Valle de Itata

Al penetrar la Cordillera de la Costa, antes de desembocar en el Océano Pacífico, los ríos Ñuble e Itata confluyen, convirtiendo en uno, dos torrentes que en su largo viaje, han dejado una pródiga y fértil franja de tierra, donde conviven extensas plantaciones de pinos e innumerables viñedos, conformando un panorama de excepcional belleza natural. Es el Valle del Itata; uno de los más meridionales y abundantes de Chile.

 

Milenario y profuso, el Valle del Itata se extiende cautivante por unos 100 kilómetros, entre las ciudades de San Carlos, por el norte y Bulnes por el sur, en la pródiga Provincia de Ñuble, Octava Región.

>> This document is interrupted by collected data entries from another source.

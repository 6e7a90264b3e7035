//! Read-side queries over stored pages
//!
//! Search is a case-insensitive substring match over stored records; there is
//! no index. Records that fail to parse are skipped and reported in the
//! result rather than aborting the scan.

use crate::storage::{Endpoint, Page, Schema, Storage, StorageResult};

/// Pages loaded from storage, plus the records that could not be read
#[derive(Debug, Default)]
pub struct StoredPages {
    pub pages: Vec<Page>,
    /// URLs whose record was corrupt or unreadable
    pub skipped: Vec<String>,
}

/// A query hit with the page it came from
#[derive(Debug, Clone, PartialEq)]
pub struct SearchHit<T> {
    pub page_url: String,
    pub page_title: String,
    pub item: T,
}

/// Loads every stored page, skipping (and logging) unreadable records
///
/// Only a failure to enumerate the storage location is returned as an error.
pub fn load_pages(storage: &dyn Storage) -> StorageResult<StoredPages> {
    let mut stored = StoredPages::default();

    for url in storage.list_pages()? {
        match storage.get_page(&url) {
            Ok(Some(page)) => stored.pages.push(page),
            Ok(None) => {}
            Err(e) => {
                tracing::warn!("Skipping unreadable record for {}: {}", url, e);
                stored.skipped.push(url);
            }
        }
    }

    Ok(stored)
}

fn contains_ci(haystack: &str, needle_lower: &str) -> bool {
    haystack.to_lowercase().contains(needle_lower)
}

/// Finds endpoints whose method, path or description contains `query`
pub fn search_endpoints(
    storage: &dyn Storage,
    query: &str,
) -> StorageResult<Vec<SearchHit<Endpoint>>> {
    let needle = query.trim().to_lowercase();
    let stored = load_pages(storage)?;

    Ok(stored
        .pages
        .into_iter()
        .flat_map(|page| {
            let url = page.url;
            let title = page.title;
            page.endpoints.into_iter().map(move |endpoint| SearchHit {
                page_url: url.clone(),
                page_title: title.clone(),
                item: endpoint,
            })
        })
        .filter(|hit| {
            let e = &hit.item;
            contains_ci(&e.path, &needle)
                || contains_ci(e.method.as_str(), &needle)
                || contains_ci(&e.description, &needle)
        })
        .collect())
}

/// Finds schemas whose name or description contains `query`
pub fn search_schemas(storage: &dyn Storage, query: &str) -> StorageResult<Vec<SearchHit<Schema>>> {
    let needle = query.trim().to_lowercase();
    let stored = load_pages(storage)?;

    Ok(stored
        .pages
        .into_iter()
        .flat_map(|page| {
            let url = page.url;
            let title = page.title;
            page.schemas.into_iter().map(move |schema| SearchHit {
                page_url: url.clone(),
                page_title: title.clone(),
                item: schema,
            })
        })
        .filter(|hit| {
            contains_ci(&hit.item.name, &needle) || contains_ci(&hit.item.description, &needle)
        })
        .collect())
}

/// Endpoints extracted from the page at `source_url`
pub fn find_endpoints_by_source(
    storage: &dyn Storage,
    source_url: &str,
) -> StorageResult<Vec<Endpoint>> {
    let stored = load_pages(storage)?;
    Ok(stored
        .pages
        .into_iter()
        .flat_map(|page| page.endpoints)
        .filter(|e| e.source_url == source_url)
        .collect())
}

/// Schemas extracted from the page at `source_url`
pub fn find_schemas_by_source(
    storage: &dyn Storage,
    source_url: &str,
) -> StorageResult<Vec<Schema>> {
    let stored = load_pages(storage)?;
    Ok(stored
        .pages
        .into_iter()
        .flat_map(|page| page.schemas)
        .filter(|s| s.source_url == source_url)
        .collect())
}
//! Schema matchers

use crate::extract::endpoint::{parse_endpoint_line, BLOCK_CLASSES as ENDPOINT_BLOCK_CLASSES};
use crate::extract::section::{collect_section, collect_within, Section};
use crate::extract::table::{classify, properties_from, read_table, TableKind};
use crate::extract::text::{class_contains, element_text, heading_level, spaced_text};
use crate::extract::SchemaMatcher;
use crate::storage::Schema;
use regex::Regex;
use scraper::{ElementRef, Html, Selector};
use serde_json::{Map, Value};
use std::collections::BTreeMap;
use std::sync::OnceLock;

const BLOCK_CLASSES: &[&str] = &["schema", "model", "definition"];

/// Headings that introduce a section of a page rather than a type
const STOP_WORDS: &[&str] = &[
    "parameters",
    "responses",
    "request",
    "response",
    "examples",
    "example",
    "errors",
    "overview",
    "introduction",
    "authentication",
    "description",
    "properties",
    "fields",
    "attributes",
    "returns",
    "body",
    "headers",
    "notes",
];

const NAME_PREFIXES: &[&str] = &["schema:", "model:", "object:", "type:", "the "];
const NAME_SUFFIXES: &[&str] = &[" object", " schema", " model", " resource"];

fn identifier_regex() -> &'static Regex {
    static IDENTIFIER: OnceLock<Regex> = OnceLock::new();
    IDENTIFIER.get_or_init(|| Regex::new(r"^[A-Za-z_][A-Za-z0-9_.\-]*$").expect("static regex"))
}

/// Reduces heading text such as "The User object" to a type name
///
/// Returns `None` unless what remains is a single identifier that is not a
/// generic section title.
pub fn schema_name(text: &str) -> Option<String> {
    let mut name = text.trim();

    for prefix in NAME_PREFIXES {
        if let Some(rest) = name
            .get(..prefix.len())
            .filter(|head| head.eq_ignore_ascii_case(prefix))
            .and_then(|_| name.get(prefix.len()..))
        {
            name = rest.trim_start();
        }
    }
    for suffix in NAME_SUFFIXES {
        let cut = name.len().saturating_sub(suffix.len());
        if name.len() > suffix.len()
            && name.is_char_boundary(cut)
            && name[cut..].eq_ignore_ascii_case(suffix)
        {
            name = name[..cut].trim_end();
        }
    }
    let name = name.trim_matches(|c: char| matches!(c, '`' | ':' | '"' | '\''));

    let is_stop_word = STOP_WORDS.iter().any(|w| name.eq_ignore_ascii_case(w));
    (identifier_regex().is_match(name) && !is_stop_word).then(|| name.to_string())
}

/// Properties from a `<dl>`: `<dt>name (type)</dt><dd>description</dd>`
pub fn properties_from_definition_list(list: &ElementRef<'_>) -> Vec<(String, Value)> {
    static TYPED: OnceLock<Regex> = OnceLock::new();
    let typed = TYPED.get_or_init(|| Regex::new(r"^([^\s(]+)\s*\(([^)]*)\)").expect("static regex"));

    let mut properties = Vec::new();
    let mut current: Option<(String, String)> = None;

    let mut flush = |entry: Option<(String, String)>, description: String| {
        if let Some((name, property_type)) = entry {
            let required = description.to_lowercase().contains("required");
            let mut definition = Map::new();
            definition.insert("type".to_string(), Value::String(property_type));
            definition.insert("description".to_string(), Value::String(description));
            definition.insert("required".to_string(), Value::Bool(required));
            properties.push((name, Value::Object(definition)));
        }
    };

    for child in list.children().filter_map(ElementRef::wrap) {
        match child.value().name() {
            "dt" => {
                flush(current.take(), String::new());
                let text = element_text(&child);
                current = match typed.captures(&text) {
                    Some(c) => Some((c[1].to_string(), c[2].trim().to_string())),
                    None => text
                        .split_whitespace()
                        .next()
                        .map(|name| (name.to_string(), String::new())),
                };
            }
            "dd" => flush(current.take(), element_text(&child)),
            _ => {}
        }
    }
    flush(current.take(), String::new());

    properties
}

/// Property map from the tables and lists of a section
///
/// `strict` accepts only tables that look like property listings: a
/// property table, or an unclassified one with a type column.
fn properties_of(section: &Section<'_>, strict: bool) -> Option<BTreeMap<String, Value>> {
    let mut properties = BTreeMap::new();
    let mut found = false;

    for table in &section.tables {
        let parsed = read_table(&table.element);
        let accepted = match classify(&table.element, &parsed, table.label.as_deref()) {
            TableKind::Properties => true,
            TableKind::Unknown => !strict || parsed.has_type_column(),
            TableKind::Parameters => !strict,
            TableKind::Responses => false,
        };
        if accepted {
            found = true;
            for (name, definition) in properties_from(&parsed) {
                properties.entry(name).or_insert(definition);
            }
        }
    }

    for list in &section.definition_lists {
        found = true;
        for (name, definition) in properties_from_definition_list(list) {
            properties.entry(name).or_insert(definition);
        }
    }

    found.then_some(properties)
}

/// Schema blocks: `<div class="schema">` with a heading naming the type
#[derive(Debug, Default)]
pub struct BlockMatcher;

impl BlockMatcher {
    fn name_of(block: &ElementRef<'_>) -> Option<String> {
        let selector = Selector::parse("h1, h2, h3, h4, h5, h6, code").ok()?;
        let first = block.select(&selector).next()?;
        schema_name(&element_text(&first))
    }
}

impl SchemaMatcher for BlockMatcher {
    fn name(&self) -> &'static str {
        "block"
    }

    fn find(&self, doc: &Html, source_url: &str) -> Vec<Schema> {
        let Ok(selector) = Selector::parse("div, section, article") else {
            return Vec::new();
        };
        let blocks: Vec<ElementRef<'_>> = doc
            .select(&selector)
            .filter(|e| class_contains(e, BLOCK_CLASSES))
            .collect();

        blocks
            .iter()
            .filter(|block| {
                !blocks
                    .iter()
                    .any(|other| other.id() != block.id() && other.ancestors().any(|a| a.id() == block.id()))
            })
            .filter_map(|block| {
                let name = Self::name_of(block)?;
                let section = collect_within(*block);
                Some(Schema {
                    name,
                    description: section.description.clone().unwrap_or_default(),
                    properties: properties_of(&section, false).unwrap_or_default(),
                    source_url: source_url.to_string(),
                })
            })
            .collect()
    }
}

/// Headings naming a type that are followed by a property table or a
/// definition list
#[derive(Debug, Default)]
pub struct HeadingMatcher;

impl SchemaMatcher for HeadingMatcher {
    fn name(&self) -> &'static str {
        "heading"
    }

    fn find(&self, doc: &Html, source_url: &str) -> Vec<Schema> {
        let Ok(selector) = Selector::parse("h1, h2, h3, h4, h5, h6") else {
            return Vec::new();
        };

        // Level of the endpoint heading whose section we are in, if any
        let mut endpoint_level: Option<u8> = None;
        let mut schemas = Vec::new();

        for heading in doc.select(&selector) {
            let Some(level) = heading_level(&heading) else {
                continue;
            };
            let text = spaced_text(&heading);

            if parse_endpoint_line(&text).is_some() {
                endpoint_level = Some(level);
                continue;
            }
            match endpoint_level {
                Some(outer) if level > outer => continue,
                _ => endpoint_level = None,
            }
            if inside_endpoint_block(&heading) {
                continue;
            }

            let Some(name) = schema_name(&text) else {
                continue;
            };
            let section = collect_section(heading, level);
            let Some(properties) = properties_of(&section, true) else {
                continue;
            };
            schemas.push(Schema {
                name,
                description: section.description.unwrap_or_default(),
                properties,
                source_url: source_url.to_string(),
            });
        }

        schemas
    }
}

/// Subheadings of an endpoint ("Arguments", "Query") describe its request,
/// not a type
fn inside_endpoint_block(heading: &ElementRef<'_>) -> bool {
    heading
        .ancestors()
        .filter_map(ElementRef::wrap)
        .any(|ancestor| class_contains(&ancestor, ENDPOINT_BLOCK_CLASSES))
}
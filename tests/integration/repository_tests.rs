//! Integration tests for the file repository and its read-side queries

use apidoc_harvester::storage::search::{
    find_endpoints_by_source, find_schemas_by_source, load_pages, search_endpoints,
    search_schemas,
};
use apidoc_harvester::storage::{
    open_storage, CrawlStatus, Endpoint, FileRepository, HttpMethod, Page, Parameter,
    ParameterLocation, Schema, SiteInfo, Storage, StorageError, SITE_INFO_FILE,
};
use chrono::Utc;
use serde_json::json;
use std::collections::BTreeMap;
use tempfile::TempDir;

fn endpoint(method: HttpMethod, path: &str, description: &str, source: &str) -> Endpoint {
    Endpoint {
        path: path.to_string(),
        method,
        description: description.to_string(),
        parameters: vec![Parameter {
            name: "id".to_string(),
            location: ParameterLocation::Path,
            param_type: "string".to_string(),
            required: true,
            description: "Identifier".to_string(),
        }],
        responses: BTreeMap::new(),
        source_url: source.to_string(),
    }
}

fn schema(name: &str, source: &str) -> Schema {
    let mut properties = BTreeMap::new();
    properties.insert(
        "id".to_string(),
        json!({"type": "string", "description": "Identifier", "required": true}),
    );
    Schema {
        name: name.to_string(),
        description: format!("The {} resource", name),
        properties,
        source_url: source.to_string(),
    }
}

fn page(url: &str, title: &str) -> Page {
    Page {
        title: title.to_string(),
        url: url.to_string(),
        endpoints: vec![],
        schemas: vec![],
        content: format!("<html><title>{}</title></html>", title),
        crawled_at: Some(Utc::now()),
    }
}

fn site_info(pages: usize) -> SiteInfo {
    SiteInfo {
        base_url: "https://docs.example.com/".to_string(),
        title: "Example".to_string(),
        crawled_at: Utc::now(),
        page_count: pages,
        endpoint_count: 0,
        schema_count: 0,
        failed_count: 0,
        failed_urls: vec![],
        status: CrawlStatus::Complete,
    }
}

#[test]
fn test_save_and_get_page() {
    let dir = TempDir::new().unwrap();
    let repo = open_storage(dir.path()).unwrap();

    let url = "https://docs.example.com/users";
    let mut stored = page(url, "Users");
    stored.endpoints.push(endpoint(HttpMethod::Get, "/users/{id}", "Get a user", url));
    stored.schemas.push(schema("User", url));
    repo.save_page(&stored).unwrap();

    let loaded = repo.get_page(url).unwrap().expect("page should exist");
    assert_eq!(loaded, stored);
}

#[test]
fn test_save_page_overwrites() {
    let dir = TempDir::new().unwrap();
    let repo = FileRepository::new(dir.path());

    let url = "https://docs.example.com/users";
    let mut first = page(url, "Users");
    first.endpoints.push(endpoint(HttpMethod::Get, "/users", "List", url));
    first.endpoints.push(endpoint(HttpMethod::Post, "/users", "Create", url));
    repo.save_page(&first).unwrap();

    let second = page(url, "Users v2");
    repo.save_page(&second).unwrap();

    let loaded = repo.get_page(url).unwrap().unwrap();
    assert_eq!(loaded.title, "Users v2");
    assert!(loaded.endpoints.is_empty());
    assert_eq!(repo.list_pages().unwrap().len(), 1);
}

#[test]
fn test_list_pages() {
    let dir = TempDir::new().unwrap();
    let repo = FileRepository::new(dir.path());

    for path in ["a", "b", "c"] {
        repo.save_page(&page(&format!("https://docs.example.com/{}", path), path))
            .unwrap();
    }
    repo.save_site_info(&site_info(3)).unwrap();

    let mut urls = repo.list_pages().unwrap();
    urls.sort();

    // Dots in the host come back as slashes: the mapping is lossy
    assert_eq!(
        urls,
        vec![
            "https://docs/example/com/a",
            "https://docs/example/com/b",
            "https://docs/example/com/c",
        ]
    );

    // Every listed URL still resolves to its page
    for url in &urls {
        assert!(repo.get_page(url).unwrap().is_some());
    }
}

#[test]
fn test_site_info_is_single_and_overwritten() {
    let dir = TempDir::new().unwrap();
    let repo = FileRepository::new(dir.path());

    assert!(repo.get_site_info().unwrap().is_none());

    repo.save_site_info(&site_info(1)).unwrap();
    let mut second = site_info(7);
    second.status = CrawlStatus::Partial;
    repo.save_site_info(&second).unwrap();

    let loaded = repo.get_site_info().unwrap().unwrap();
    assert_eq!(loaded.page_count, 7);
    assert_eq!(loaded.status, CrawlStatus::Partial);
    assert!(dir.path().join(SITE_INFO_FILE).is_file());
}

#[test]
fn test_site_info_without_added_fields_still_loads() {
    let dir = TempDir::new().unwrap();
    let repo = FileRepository::new(dir.path());

    std::fs::write(
        dir.path().join(SITE_INFO_FILE),
        r#"{
            "base_url": "https://docs.example.com/",
            "crawled_at": "2024-01-01T00:00:00Z",
            "page_count": 2,
            "endpoint_count": 5,
            "schema_count": 1,
            "status": "complete",
            "some_future_field": true
        }"#,
    )
    .unwrap();

    let info = repo.get_site_info().unwrap().unwrap();
    assert_eq!(info.page_count, 2);
    assert_eq!(info.failed_count, 0);
    assert!(info.title.is_empty());
}

#[test]
fn test_corrupt_records() {
    let dir = TempDir::new().unwrap();
    let repo = FileRepository::new(dir.path());

    let good = "https://docs.example.com/good";
    repo.save_page(&page(good, "Good")).unwrap();
    std::fs::write(dir.path().join("docs_example_com_bad.json"), "not json").unwrap();

    let err = repo
        .get_page("https://docs.example.com/bad")
        .unwrap_err();
    assert!(matches!(err, StorageError::Corrupt { .. }));
    assert!(err.is_corrupt());

    let stored = load_pages(&repo).unwrap();
    assert_eq!(stored.pages.len(), 1);
    assert_eq!(stored.skipped.len(), 1);
}

#[test]
fn test_search_and_source_queries() {
    let dir = TempDir::new().unwrap();
    let repo = FileRepository::new(dir.path());

    let users = "https://docs.example.com/users";
    let mut users_page = page(users, "Users");
    users_page
        .endpoints
        .push(endpoint(HttpMethod::Get, "/users/{id}", "Fetch a user", users));
    users_page.schemas.push(schema("User", users));
    repo.save_page(&users_page).unwrap();

    let orders = "https://docs.example.com/orders";
    let mut orders_page = page(orders, "Orders");
    orders_page
        .endpoints
        .push(endpoint(HttpMethod::Delete, "/orders/{id}", "Cancel an order", orders));
    orders_page.schemas.push(schema("Order", orders));
    repo.save_page(&orders_page).unwrap();

    let hits = search_endpoints(&repo, "USER").unwrap();
    assert_eq!(hits.len(), 1);
    assert_eq!(hits[0].item.path, "/users/{id}");
    assert_eq!(hits[0].page_title, "Users");

    assert_eq!(search_endpoints(&repo, "delete").unwrap().len(), 1);
    assert_eq!(search_endpoints(&repo, "{id}").unwrap().len(), 2);
    assert!(search_endpoints(&repo, "invoice").unwrap().is_empty());

    let schemas = search_schemas(&repo, "order").unwrap();
    assert_eq!(schemas.len(), 1);
    assert_eq!(schemas[0].item.name, "Order");

    let by_source = find_endpoints_by_source(&repo, orders).unwrap();
    assert_eq!(by_source.len(), 1);
    assert_eq!(by_source[0].method, HttpMethod::Delete);
    assert_eq!(find_schemas_by_source(&repo, users).unwrap()[0].name, "User");
}

#[test]
fn test_colliding_urls_share_one_record() {
    let dir = TempDir::new().unwrap();
    let repo = FileRepository::new(dir.path());

    repo.save_page(&page("https://docs.example.com/users/list", "Slash"))
        .unwrap();
    repo.save_page(&page("https://docs.example.com/users-list", "Hyphen"))
        .unwrap();

    // Both names map to docs_example_com_users_list.json
    let urls = repo.list_pages().unwrap();
    assert_eq!(urls, vec!["https://docs/example/com/users/list"]);

    // Last write wins for either spelling
    let stored = repo.get_page(&urls[0]).unwrap().unwrap();
    assert_eq!(stored.title, "Hyphen");
    assert_eq!(stored.url, "https://docs.example.com/users-list");
    assert_eq!(
        repo.get_page("https://docs.example.com/users/list").unwrap().unwrap().title,
        "Hyphen"
    );
}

El Ñuble y el Itata, que han acariciado por siglos estas tierras, son responsables de la rica fecundidad del Valle, que además posee variedad de suelos, desde arenosos y franco arcillosos, hasta suelos rojos.

 

En la época de la Colonia, este Valle lideró la producción de excelentes vinos, al punto de ser reconocidos, simplemente, como los mejores del país.

 

Es extenso, con territorios que poseen características muy distintas, lo que, históricamente ha dado origen a vinos diversos, incluso, proviniendo de las mismas cepas.

 

Si esto no fuera suficiente, las condiciones agroclimáticas del Valle, colaboran también en la producción de vinos de óptima calidad; aquí se conjugan notables diferencias de temperatura entre el día y la noche en el período de maduración de las uvas, con más de 30 grados Celsius a la sombra en los meses de Diciembre, Enero, Febrero e incluso Marzo, para descender durante la noche a los 10 grados. Esto permite que los frutos tengan una lenta maduración, que finalmente establece las diferencias con los vinos del norte del país, que tienden a presentar características similares entre sí en cuanto a color y aroma. Los viñedos de este Valle, sobre todo aquellos que se yerguen en los lomajes aledaños al paralelo 37º, dan origen a vinos con características que han cautivado a los consumidores de los países nórdicos.

 

 

Esto, sumando a la mano cariñosa de campesinos y productores dedicados, ha abierto las puertas de una atrayente y creciente industria vitivinícola, empecinada en demostrar por qué en la época de la Colonia, los mejores vinos del país nacían aquí, en el Valle del Itata.